Collected data entries
========================================================================
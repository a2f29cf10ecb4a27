// src/port/outport.rs

use std::collections::HashMap;

use serde_json::Value;
use tracing::trace;

use super::{Attachments, Detached, NamedPort, PortOptions};
use crate::{
    error::{ProcessError, ValidationError},
    ip::Ip,
    socket::{SocketId, Sockets},
};

/// Sending side of a component.
#[derive(Debug, Clone)]
pub struct OutPort {
    name: String,
    options: PortOptions,
    caching: bool,
    sockets: Attachments,
    cache: HashMap<Option<usize>, Ip>,
}

impl OutPort {
    pub fn new(name: impl Into<String>) -> Self {
        Self {
            name: name.into(),
            options: PortOptions::default(),
            caching: false,
            sockets: Attachments::default(),
            cache: HashMap::new(),
        }
    }

    pub fn datatype(mut self, datatype: impl Into<String>) -> Self {
        self.options.datatype = datatype.into();
        self
    }

    pub fn schema(mut self, schema: impl Into<String>) -> Self {
        self.options.schema = Some(schema.into());
        self
    }

    pub fn description(mut self, description: impl Into<String>) -> Self {
        self.options.description = description.into();
        self
    }

    pub fn addressable(mut self) -> Self {
        self.options.addressable = true;
        self
    }

    pub fn required(mut self) -> Self {
        self.options.required = true;
        self
    }

    pub fn unscoped(mut self) -> Self {
        self.options.scoped = false;
        self
    }

    /// Remember the last packet per index and replay it to late attachments.
    pub fn caching(mut self) -> Self {
        self.caching = true;
        self
    }

    pub fn options(&self) -> &PortOptions {
        &self.options
    }

    pub fn is_addressable(&self) -> bool {
        self.options.addressable
    }

    pub fn is_caching(&self) -> bool {
        self.caching
    }

    pub fn is_required(&self) -> bool {
        self.options.required
    }

    pub fn is_scoped(&self) -> bool {
        self.options.scoped
    }

    fn cache_key(&self, index: Option<usize>) -> Option<usize> {
        if self.options.addressable { index } else { None }
    }

    pub fn attach(
        &mut self,
        sockets: &mut Sockets,
        socket: SocketId,
        index: Option<usize>,
    ) -> Result<usize, ProcessError> {
        let index = self.sockets.attach(&self.name, socket, index)?;
        if self.caching {
            if let Some(cached) = self.cache.get(&self.cache_key(Some(index))) {
                trace!(port = %self.name, index, "replaying cached packet");
                sockets.post(socket, cached.clone())?;
            }
        }
        Ok(index)
    }

    pub fn detach(&mut self, socket: SocketId) -> Result<Detached, ValidationError> {
        self.sockets.detach(&self.name, socket)
    }

    pub fn list_attached(&self) -> Vec<usize> {
        self.sockets.indices()
    }

    pub fn is_attached(&self, index: Option<usize>) -> bool {
        match index {
            Some(index) => self.sockets.contains(index),
            None => !self.sockets.is_empty(),
        }
    }

    pub fn send(
        &mut self,
        sockets: &mut Sockets,
        data: impl Into<Value>,
        index: Option<usize>,
    ) -> Result<(), ProcessError> {
        self.send_ip(sockets, Ip::data(data), index)
    }

    /// Deliver to the socket at `index`, or to every attached socket when the
    /// port is not addressable. Only extra receivers of a clonable packet get
    /// their own copy.
    pub fn send_ip(
        &mut self,
        sockets: &mut Sockets,
        mut ip: Ip,
        index: Option<usize>,
    ) -> Result<(), ProcessError> {
        let index = if self.options.addressable {
            match index.or(ip.index()) {
                Some(index) => Some(index),
                None => {
                    return Err(ValidationError::MissingIndex { port: self.name.clone() }.into());
                }
            }
        } else if index.is_some() {
            return Err(ValidationError::NotAddressable { port: self.name.clone() }.into());
        } else {
            None
        };
        if self.options.required && self.sockets.is_empty() {
            return Err(ValidationError::RequiredNotAttached { port: self.name.clone() }.into());
        }

        if ip.datatype().is_none() && self.options.datatype != "all" {
            ip.set_datatype(Some(self.options.datatype.clone()));
        }
        if ip.schema().is_none() {
            ip.set_schema(self.options.schema.clone());
        }
        if !self.options.scoped {
            ip.set_scope(None);
        }
        ip.set_index(index);

        if self.caching {
            self.cache.insert(self.cache_key(index), ip.clone());
        }

        let targets: Vec<SocketId> = match index {
            Some(index) => vec![self.sockets.get(index).ok_or_else(|| {
                ValidationError::UnknownIndex {
                    port: self.name.clone(),
                    index,
                }
            })?],
            None => self.sockets.sockets().map(|(_, socket)| socket).collect(),
        };

        for (position, socket) in targets.into_iter().enumerate() {
            let packet = if position > 0 && ip.is_clonable() {
                ip.deep_clone()
            } else {
                ip.clone()
            };
            sockets.post(socket, packet)?;
        }
        Ok(())
    }

    pub fn disconnect(
        &mut self,
        sockets: &mut Sockets,
        index: Option<usize>,
    ) -> Result<(), ProcessError> {
        match index {
            Some(index) => {
                if let Some(socket) = self.sockets.get(index) {
                    sockets.disconnect(socket)?;
                }
            }
            None => {
                for (_, socket) in self.sockets.sockets() {
                    sockets.disconnect(socket)?;
                }
            }
        }
        Ok(())
    }
}

impl NamedPort for OutPort {
    fn name(&self) -> &str {
        &self.name
    }
}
========================================================================
**EXERCISE DETAILS**.
Retype every record above exactly as it appears.

**WRITTEN RESPONSE**.
repository a2f29cf10ecb4a27
// src/port/outport.rs

use std::collections::HashMap;

use serde_json::Value;
use tracing::trace;

use super::{Attachments, Detached, NamedPort, PortOptions};
use crate::{
    error::{ProcessError, ValidationError},
    ip::Ip,
    socket::{SocketId, Sockets},
};

/// Sending side of a component.
#[derive(Debug, Clone)]
pub struct OutPort {
    name: String,
    options: PortOptions,
    caching: bool,
    sockets: Attachments,
    cache: HashMap<Option<usize>, Ip>,
}

impl OutPort {
    pub fn new(name: impl Into<String>) -> Self {
        Self {
            name: name.into(),
            options: PortOptions::default(),
            caching: false,
            sockets: Attachments::default(),
            cache: HashMap::new(),
        }
    }

    pub fn datatype(mut self, datatype: impl Into<String>) -> Self {
        self.options.datatype = datatype.into();
        self
    }

    pub fn schema(mut self, schema: impl Into<String>) -> Self {
        self.options.schema = Some(schema.into());
        self
    }

    pub fn description(mut self, description: impl Into<String>) -> Self {
        self.options.description = description.into();
        self
    }

    pub fn addressable(mut self) -> Self {
        self.options.addressable = true;
        self
    }

    pub fn required(mut self) -> Self {
        self.options.required = true;
        self
    }

    pub fn unscoped(mut self) -> Self {
        self.options.scoped = false;
        self
    }

    /// Remember the last packet per index and replay it to late attachments.
    pub fn caching(mut self) -> Self {
        self.caching = true;
        self
    }

    pub fn options(&self) -> &PortOptions {
        &self.options
    }

    pub fn is_addressable(&self) -> bool {
        self.options.addressable
    }

    pub fn is_caching(&self) -> bool {
        self.caching
    }

    pub fn is_required(&self) -> bool {
        self.options.required
    }

    pub fn is_scoped(&self) -> bool {
        self.options.scoped
    }

    fn cache_key(&self, index: Option<usize>) -> Option<usize> {
        if self.options.addressable { index } else { None }
    }

    pub fn attach(
        &mut self,
        sockets: &mut Sockets,
        socket: SocketId,
        index: Option<usize>,
    ) -> Result<usize, ProcessError> {
        let index = self.sockets.attach(&self.name, socket, index)?;
        if self.caching {
            if let Some(cached) = self.cache.get(&self.cache_key(Some(index))) {
                trace!(port = %self.name, index, "replaying cached packet");
                sockets.post(socket, cached.clone())?;
            }
        }
        Ok(index)
    }

    pub fn detach(&mut self, socket: SocketId) -> Result<Detached, ValidationError> {
        self.sockets.detach(&self.name, socket)
    }

    pub fn list_attached(&self) -> Vec<usize> {
        self.sockets.indices()
    }

    pub fn is_attached(&self, index: Option<usize>) -> bool {
        match index {
            Some(index) => self.sockets.contains(index),
            None => !self.sockets.is_empty(),
        }
    }

    pub fn send(
        &mut self,
        sockets: &mut Sockets,
        data: impl Into<Value>,
        index: Option<usize>,
    ) -> Result<(), ProcessError> {
        self.send_ip(sockets, Ip::data(data), index)
    }

    /// Deliver to the socket at `index`, or to every attached socket when the
    /// port is not addressable. Only extra receivers of a clonable packet get
    /// their own copy.
    pub fn send_ip(
        &mut self,
        sockets: &mut Sockets,
        mut ip: Ip,
        index: Option<usize>,
    ) -> Result<(), ProcessError> {
        let index = if self.options.addressable {
            match index.or(ip.index()) {
                Some(index) => Some(index),
                None => {
                    return Err(ValidationError::MissingIndex { port: self.name.clone() }.into());
                }
            }
        } else if index.is_some() {
            return Err(ValidationError::NotAddressable { port: self.name.clone() }.into());
        } else {
            None
        };
        if self.options.required && self.sockets.is_empty() {
            return Err(ValidationError::RequiredNotAttached { port: self.name.clone() }.into());
        }

        if ip.datatype().is_none() && self.options.datatype != "all" {
            ip.set_datatype(Some(self.options.datatype.clone()));
        }
        if ip.schema().is_none() {
            ip.set_schema(self.options.schema.clone());
        }
        if !self.options.scoped {
            ip.set_scope(None);
        }
        ip.set_index(index);

        if self.caching {
            self.cache.insert(self.cache_key(index), ip.clone());
        }

        let targets: Vec<SocketId> = match index {
            Some(index) => vec![self.sockets.get(index).ok_or_else(|| {
                ValidationError::UnknownIndex {
                    port: self.name.clone(),
                    index,
                }
            })?],
            None => self.sockets.sockets().map(|(_, socket)| socket).collect(),
        };

        for (position, socket) in targets.into_iter().enumerate() {
            let packet = if position > 0 && ip.is_clonable() {
                ip.deep_clone()
            } else {
                ip.clone()
            };
            sockets.post(socket, packet)?;
        }
        Ok(())
    }

    pub fn disconnect(
        &mut self,
        sockets: &mut Sockets,
        index: Option<usize>,
    ) -> Result<(), ProcessError> {
        match index {
            Some(index) => {
                if let Some(socket) = self.sockets.get(index) {
                    sockets.disconnect(socket)?;
                }
            }
            None => {
                for (_, socket) in self.sockets.sockets() {
                    sockets.disconnect(socket)?;
                }
            }
        }
        Ok(())
    }
}

impl NamedPort for OutPort {
    fn name(&self) -> &str {
        &self.name
    }
}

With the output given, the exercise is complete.